As for the tips they are most valued part of the presented paper. They should be considered regardless the subject conducted. Thank you for sharing an experience.
Barbara Jennings - (30/07/2019) Panel Member Icon
The authors of this article share their experiences and conclusions from working in undergraduate premedical education, which they describe as a vibrant and unique environment.
They explore the use of flipped classrooms and make 12 suggestions about how to create a successful curriculum.
The authors remind us of some core principles for the medical educationalist, in their useful list of tips: such as the importance of shaping the curriculum, so that the outcomes are in keeping with the future (knowledge and skills) needs of the learners. Also, the successful didactic teacher will need to understand the prior knowledge of their cohorts, and how to encourage their learning effectively.
I noted some particular problems when I read the introduction that could be addressed in a revised version of the article. The authors were interested in the learning gain and acceptability of flipped lectures but in their discussion of the background literature they did not fully define the flipped lecture. Furthermore there were some emphatic statements with no supporting evidence presented; e.g. “didactic teaching style was an effective method to impart knowledge….” The educational literature about the use of flipped classrooms in clinical education was also not presented systematically.
There is a study conducted by the authors that is outlined in the introduction, but with insufficient detail for the reader to fully understand it. Did the learners in the second cohort receive online didactic teaching material or pre-reading (both of which is usual for flipped classrooms) or was it just the amount of activity in the face to face session that was varied? Without this detail or the full results it is hard for the reader to consider your interpretation of the case study.
Thank you for sharing your experiences and I enjoyed reading your article; a revised article could address the gaps discussed above.

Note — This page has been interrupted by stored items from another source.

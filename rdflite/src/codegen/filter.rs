// Copyright (c) 2024-2025 DeepGraph Inc.
// SPDX-License-Identifier: Apache-2.0
//
//! Filter expressions to predicates

use super::{Bindings, TranslationError};
use crate::plan::FilterExpr;
use crate::operator::Predicate;
use crate::runtime::RegisterRef;

/// A filter that fits a value-set [`Filter`](crate::operator::Filter)
#[derive(Debug)]
pub(crate) struct ValueFilter {
    pub(crate) register: RegisterRef,
    pub(crate) values: Vec<u32>,
    pub(crate) exclude: bool,
}

/// `var = c`, `var != c` and `var IN (c, ...)` over a bound variable
///
/// Constants missing from the dictionary match nothing, so they are dropped
/// from the value set.
pub(crate) fn value_filter(filter: &FilterExpr, bindings: &Bindings) -> Option<ValueFilter> {
    let bound = |expr: &FilterExpr| match expr {
        FilterExpr::Variable(v) => bindings.get(v).cloned(),
        _ => None,
    };

    match filter {
        FilterExpr::Equal(l, r) | FilterExpr::NotEqual(l, r) => {
            let exclude = matches!(filter, FilterExpr::NotEqual(..));
            let (register, constant) = match (bound(l), bound(r)) {
                (Some(reg), _) if r.is_constant() => (reg, r),
                (_, Some(reg)) if l.is_constant() => (reg, l),
                _ => return None,
            };
            Some(ValueFilter {
                register,
                values: constant.constant_id().into_iter().collect(),
                exclude,
            })
        }
        FilterExpr::In { probe, values } => {
            let register = bound(probe)?;
            if !values.iter().all(FilterExpr::is_constant) {
                return None;
            }
            Some(ValueFilter {
                register,
                values: values.iter().filter_map(FilterExpr::constant_id).collect(),
                exclude: false,
            })
        }
        _ => None,
    }
}

fn boxed(
    make: fn(Box<Predicate>, Box<Predicate>) -> Predicate,
    left: &FilterExpr,
    right: &FilterExpr,
    bindings: &Bindings,
) -> Result<Predicate, TranslationError> {
    Ok(make(
        Box::new(build_predicate(left, bindings)?),
        Box::new(build_predicate(right, bindings)?),
    ))
}

fn unary(
    make: fn(Box<Predicate>) -> Predicate,
    input: &FilterExpr,
    bindings: &Bindings,
) -> Result<Predicate, TranslationError> {
    Ok(make(Box::new(build_predicate(input, bindings)?)))
}

/// Regex patterns and flags given as literals are passed as text so the
/// expression compiles once
fn regex_argument(expr: &FilterExpr, bindings: &Bindings) -> Result<Predicate, TranslationError> {
    match expr {
        FilterExpr::Literal { value, .. } => Ok(Predicate::TemporaryLiteral(value.clone())),
        other => build_predicate(other, bindings),
    }
}

/// Generic predicate over the registers in `bindings`; variables without a
/// binding evaluate to NULL
pub(crate) fn build_predicate(
    filter: &FilterExpr,
    bindings: &Bindings,
) -> Result<Predicate, TranslationError> {
    use FilterExpr as F;
    Ok(match filter {
        F::Or(l, r) => boxed(Predicate::Or, l, r, bindings)?,
        F::And(l, r) => boxed(Predicate::And, l, r, bindings)?,
        F::Equal(l, r) => boxed(Predicate::Equal, l, r, bindings)?,
        F::NotEqual(l, r) => boxed(Predicate::NotEqual, l, r, bindings)?,
        F::Less(l, r) => boxed(Predicate::Less, l, r, bindings)?,
        F::LessOrEqual(l, r) => boxed(Predicate::LessOrEqual, l, r, bindings)?,
        // a > b is b < a
        F::Greater(l, r) => boxed(Predicate::Less, r, l, bindings)?,
        F::GreaterOrEqual(l, r) => boxed(Predicate::LessOrEqual, r, l, bindings)?,
        F::Plus(l, r) => boxed(Predicate::Plus, l, r, bindings)?,
        F::Minus(l, r) => boxed(Predicate::Minus, l, r, bindings)?,
        F::Mul(l, r) => boxed(Predicate::Mul, l, r, bindings)?,
        F::Div(l, r) => boxed(Predicate::Div, l, r, bindings)?,
        F::Not(input) => unary(Predicate::Not, input, bindings)?,
        F::UnaryPlus(input) => build_predicate(input, bindings)?,
        F::UnaryMinus(input) => unary(Predicate::Neg, input, bindings)?,
        F::Literal { id: Some(id), .. } | F::Iri { id: Some(id), .. } => Predicate::Constant(*id),
        F::Literal { id: None, value } => Predicate::TemporaryLiteral(value.clone()),
        F::Iri { id: None, value } => Predicate::TemporaryIri(value.clone()),
        F::Variable(var) => match bindings.get(var) {
            Some(reg) => Predicate::Variable(reg.clone()),
            None => Predicate::Null,
        },
        F::Null => Predicate::Null,
        F::Function { iri, args } => {
            if iri.is_empty() {
                return Err(TranslationError::MalformedFilter(
                    "function call without an IRI".to_string(),
                ));
            }
            Predicate::FunctionCall {
                iri: iri.clone(),
                args: args
                    .iter()
                    .map(|arg| build_predicate(arg, bindings))
                    .collect::<Result<_, _>>()?,
            }
        }
        F::Str(input) => unary(Predicate::Str, input, bindings)?,
        F::Lang(input) => unary(Predicate::Lang, input, bindings)?,
        F::LangMatches(l, r) => boxed(Predicate::LangMatches, l, r, bindings)?,
        F::Datatype(input) => unary(Predicate::Datatype, input, bindings)?,
        F::Bound(input) => unary(Predicate::Bound, input, bindings)?,
        F::SameTerm(l, r) => boxed(Predicate::SameTerm, l, r, bindings)?,
        F::IsIri(input) => unary(Predicate::IsIri, input, bindings)?,
        F::IsBlank(input) => unary(Predicate::IsBlank, input, bindings)?,
        F::IsLiteral(input) => unary(Predicate::IsLiteral, input, bindings)?,
        F::Regex {
            text,
            pattern,
            flags,
        } => {
            let flags = match flags {
                Some(flags) => Some(regex_argument(flags, bindings)?),
                None => None,
            };
            Predicate::regex(
                build_predicate(text, bindings)?,
                regex_argument(pattern, bindings)?,
                flags,
            )
            .map_err(|e| TranslationError::MalformedFilter(format!("regex: {}", e)))?
        }
        F::In { probe, values } => Predicate::In {
            probe: Box::new(build_predicate(probe, bindings)?),
            values: values
                .iter()
                .map(|value| build_predicate(value, bindings))
                .collect::<Result<_, _>>()?,
        },
    })
}

#[cfg(test)]
mod tests {
    use super::*;
    use crate::operator::testing::reg;

    fn bindings() -> Bindings {
        [(1, reg(0)), (2, reg(1))].into_iter().collect()
    }

    #[test]
    fn test_value_filter_forms() {
        let b = bindings();
        let eq = value_filter(
            &FilterExpr::equal(FilterExpr::literal(Some(7), "x"), FilterExpr::variable(1)),
            &b,
        )
        .unwrap();
        assert_eq!((eq.values.clone(), eq.exclude, eq.register.slot()), (vec![7], false, 0));

        let ne = value_filter(
            &FilterExpr::not_equal(FilterExpr::variable(2), FilterExpr::iri(None, "http://x")),
            &b,
        )
        .unwrap();
        assert!(ne.exclude);
        assert!(ne.values.is_empty());

        let list = FilterExpr::In {
            probe: Box::new(FilterExpr::variable(1)),
            values: vec![FilterExpr::literal(Some(3), "a"), FilterExpr::literal(None, "b")],
        };
        assert_eq!(value_filter(&list, &b).unwrap().values, vec![3]);

        // unbound variable or non-constant operand
        let unbound = FilterExpr::equal(FilterExpr::variable(9), FilterExpr::literal(Some(1), "y"));
        assert!(value_filter(&unbound, &b).is_none());
        let vars = FilterExpr::equal(FilterExpr::variable(1), FilterExpr::variable(2));
        assert!(value_filter(&vars, &b).is_none());
    }

    #[test]
    fn test_greater_swaps_operands() {
        let p = build_predicate(
            &FilterExpr::Greater(
                Box::new(FilterExpr::variable(1)),
                Box::new(FilterExpr::literal(Some(5), "5")),
            ),
            &bindings(),
        )
        .unwrap();
        match p {
            Predicate::Less(l, r) => {
                assert!(matches!(*l, Predicate::Constant(5)));
                assert!(matches!(*r, Predicate::Variable(_)));
            }
            other => panic!("unexpected predicate {:?}", other),
        }
    }

    #[test]
    fn test_invalid_regex_is_malformed() {
        let filter = FilterExpr::Regex {
            text: Box::new(FilterExpr::variable(1)),
            pattern: Box::new(FilterExpr::literal(Some(4), "(unclosed")),
            flags: None,
        };
        assert!(matches!(
            build_predicate(&filter, &bindings()),
            Err(TranslationError::MalformedFilter(_))
        ));
    }

    #[test]
    fn test_unbound_variable_is_null() {
        let p = build_predicate(&FilterExpr::Bound(Box::new(FilterExpr::variable(8))), &bindings())
            .unwrap();
        assert!(matches!(p, Predicate::Bound(inner) if matches!(*inner, Predicate::Null)));
    }
}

Possible Conflict of Interest:

For Transparency: I am an Associate Editor of MedEdPublish.

John Gillum - (14/06/2019)
Very informative! Obviously, we need to see more data to outcomes for method of pedagogy. Certainly the author gives some insightful tips. Future educational researcher will find this helpful.
Possible Conflict of Interest:

I work with the author.

Felix Silwimba - (11/06/2019)
informative and useful tips for lecturing approaches.
Teresa Donze-Reiner - (11/06/2019) Panel Member Icon
Please provide data, graphs, and/or figures to document the study you conducted on the two cohorts. Also, how many students were in each cohort? What statistical test was used to prove/disprove significance in learning strategies?

On Tip 10, I do not understand the statement "Take students into confidence at the start of your course...."

Overall, good content and review of tips that are beneficial for teaching Post-bac students.